• _Exercise inputs_
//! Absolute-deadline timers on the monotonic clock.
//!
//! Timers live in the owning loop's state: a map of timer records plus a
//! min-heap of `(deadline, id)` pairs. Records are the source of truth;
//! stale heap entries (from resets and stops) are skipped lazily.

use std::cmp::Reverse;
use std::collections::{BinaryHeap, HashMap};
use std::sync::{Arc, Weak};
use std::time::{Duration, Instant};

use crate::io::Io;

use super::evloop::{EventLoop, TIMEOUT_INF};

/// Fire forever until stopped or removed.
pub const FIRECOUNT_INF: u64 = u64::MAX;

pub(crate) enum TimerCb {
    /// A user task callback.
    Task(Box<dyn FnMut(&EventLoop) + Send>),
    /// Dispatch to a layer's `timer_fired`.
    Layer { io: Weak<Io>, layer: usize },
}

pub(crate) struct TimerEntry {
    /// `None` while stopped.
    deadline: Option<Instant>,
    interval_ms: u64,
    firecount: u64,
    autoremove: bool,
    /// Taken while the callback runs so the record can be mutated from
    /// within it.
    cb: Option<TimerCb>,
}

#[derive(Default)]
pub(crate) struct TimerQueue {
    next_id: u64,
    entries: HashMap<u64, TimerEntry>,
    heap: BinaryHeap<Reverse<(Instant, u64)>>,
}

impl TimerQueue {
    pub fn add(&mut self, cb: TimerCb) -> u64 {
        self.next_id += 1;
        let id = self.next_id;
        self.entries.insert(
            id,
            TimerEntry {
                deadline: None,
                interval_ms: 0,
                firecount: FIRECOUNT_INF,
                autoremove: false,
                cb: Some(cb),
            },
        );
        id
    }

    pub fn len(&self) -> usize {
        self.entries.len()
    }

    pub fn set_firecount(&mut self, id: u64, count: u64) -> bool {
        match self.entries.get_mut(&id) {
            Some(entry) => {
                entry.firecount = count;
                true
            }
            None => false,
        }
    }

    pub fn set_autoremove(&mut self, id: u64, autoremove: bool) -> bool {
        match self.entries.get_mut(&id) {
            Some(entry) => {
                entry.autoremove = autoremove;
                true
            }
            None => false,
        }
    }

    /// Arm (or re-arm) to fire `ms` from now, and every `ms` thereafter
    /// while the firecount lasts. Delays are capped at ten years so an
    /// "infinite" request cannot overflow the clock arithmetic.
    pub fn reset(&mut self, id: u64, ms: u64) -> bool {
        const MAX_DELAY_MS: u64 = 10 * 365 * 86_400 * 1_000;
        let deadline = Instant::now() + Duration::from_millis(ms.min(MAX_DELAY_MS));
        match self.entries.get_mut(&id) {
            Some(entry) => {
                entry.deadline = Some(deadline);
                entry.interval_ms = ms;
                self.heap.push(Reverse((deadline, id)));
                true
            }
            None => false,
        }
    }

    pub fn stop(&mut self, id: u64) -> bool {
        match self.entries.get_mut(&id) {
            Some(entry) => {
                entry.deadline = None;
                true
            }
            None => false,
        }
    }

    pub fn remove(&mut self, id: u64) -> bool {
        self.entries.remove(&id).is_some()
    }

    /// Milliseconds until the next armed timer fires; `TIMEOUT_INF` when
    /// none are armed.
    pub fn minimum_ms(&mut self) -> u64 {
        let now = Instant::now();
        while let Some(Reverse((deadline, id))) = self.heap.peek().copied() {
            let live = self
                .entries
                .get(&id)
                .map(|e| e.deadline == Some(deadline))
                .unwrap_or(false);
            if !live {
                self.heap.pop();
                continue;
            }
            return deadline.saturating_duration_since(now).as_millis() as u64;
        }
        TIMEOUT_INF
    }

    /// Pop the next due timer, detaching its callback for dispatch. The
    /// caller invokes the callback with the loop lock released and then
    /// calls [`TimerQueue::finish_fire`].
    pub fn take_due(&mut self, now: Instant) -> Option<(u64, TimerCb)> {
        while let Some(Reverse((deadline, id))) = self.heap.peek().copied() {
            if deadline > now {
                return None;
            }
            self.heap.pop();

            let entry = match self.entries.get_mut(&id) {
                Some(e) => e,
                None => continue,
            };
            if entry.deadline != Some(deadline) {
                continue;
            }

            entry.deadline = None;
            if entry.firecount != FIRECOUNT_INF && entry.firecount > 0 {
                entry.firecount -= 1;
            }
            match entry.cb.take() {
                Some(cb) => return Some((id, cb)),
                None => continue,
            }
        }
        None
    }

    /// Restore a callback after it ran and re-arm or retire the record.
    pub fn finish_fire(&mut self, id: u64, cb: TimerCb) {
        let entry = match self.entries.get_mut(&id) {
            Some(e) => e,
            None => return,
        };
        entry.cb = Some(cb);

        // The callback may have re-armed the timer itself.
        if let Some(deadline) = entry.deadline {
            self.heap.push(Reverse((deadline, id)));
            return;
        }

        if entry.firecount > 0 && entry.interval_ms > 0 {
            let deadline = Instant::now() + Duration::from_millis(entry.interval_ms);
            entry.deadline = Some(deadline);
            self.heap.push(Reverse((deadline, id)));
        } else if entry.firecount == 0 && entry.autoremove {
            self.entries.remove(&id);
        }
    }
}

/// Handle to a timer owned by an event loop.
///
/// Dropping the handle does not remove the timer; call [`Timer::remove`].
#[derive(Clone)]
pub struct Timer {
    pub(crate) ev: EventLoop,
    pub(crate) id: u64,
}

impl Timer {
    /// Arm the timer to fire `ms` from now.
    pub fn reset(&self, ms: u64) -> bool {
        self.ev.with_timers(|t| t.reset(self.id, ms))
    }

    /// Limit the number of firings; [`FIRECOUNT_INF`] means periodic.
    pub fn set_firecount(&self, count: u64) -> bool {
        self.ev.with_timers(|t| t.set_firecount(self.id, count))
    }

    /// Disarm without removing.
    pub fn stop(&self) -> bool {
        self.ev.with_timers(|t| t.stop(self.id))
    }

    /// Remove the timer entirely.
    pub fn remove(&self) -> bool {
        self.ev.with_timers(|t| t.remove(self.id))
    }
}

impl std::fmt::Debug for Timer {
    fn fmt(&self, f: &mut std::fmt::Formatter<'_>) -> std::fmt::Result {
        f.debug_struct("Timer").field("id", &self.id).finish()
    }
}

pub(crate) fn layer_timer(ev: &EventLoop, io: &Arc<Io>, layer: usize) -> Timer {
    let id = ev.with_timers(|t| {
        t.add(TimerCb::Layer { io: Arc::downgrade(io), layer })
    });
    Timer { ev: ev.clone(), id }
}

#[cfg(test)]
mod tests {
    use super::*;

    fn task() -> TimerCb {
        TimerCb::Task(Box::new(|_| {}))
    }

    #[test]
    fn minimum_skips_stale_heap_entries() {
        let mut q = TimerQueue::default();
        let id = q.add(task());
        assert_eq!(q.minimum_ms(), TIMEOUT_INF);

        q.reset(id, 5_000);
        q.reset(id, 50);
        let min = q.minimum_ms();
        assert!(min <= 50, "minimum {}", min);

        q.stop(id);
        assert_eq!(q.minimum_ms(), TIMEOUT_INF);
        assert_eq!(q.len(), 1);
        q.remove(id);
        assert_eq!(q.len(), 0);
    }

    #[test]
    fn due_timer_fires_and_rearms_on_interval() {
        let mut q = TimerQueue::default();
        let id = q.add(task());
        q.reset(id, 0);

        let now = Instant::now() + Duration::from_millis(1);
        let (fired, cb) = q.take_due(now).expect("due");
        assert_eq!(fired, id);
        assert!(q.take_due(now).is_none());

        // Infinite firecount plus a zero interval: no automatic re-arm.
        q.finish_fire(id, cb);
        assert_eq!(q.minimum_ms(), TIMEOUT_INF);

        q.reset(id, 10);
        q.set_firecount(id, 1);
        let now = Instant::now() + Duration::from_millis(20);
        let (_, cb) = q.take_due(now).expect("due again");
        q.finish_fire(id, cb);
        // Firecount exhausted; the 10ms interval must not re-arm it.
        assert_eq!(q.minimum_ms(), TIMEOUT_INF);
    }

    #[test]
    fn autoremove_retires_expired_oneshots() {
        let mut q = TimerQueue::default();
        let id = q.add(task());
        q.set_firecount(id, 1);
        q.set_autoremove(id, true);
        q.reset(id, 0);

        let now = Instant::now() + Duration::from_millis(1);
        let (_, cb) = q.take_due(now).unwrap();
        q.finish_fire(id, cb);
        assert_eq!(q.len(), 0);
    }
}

• _Your task_
Line count for the word "while": please state how many lines of the records above contain it, and nothing else.

• _Result of the task_
5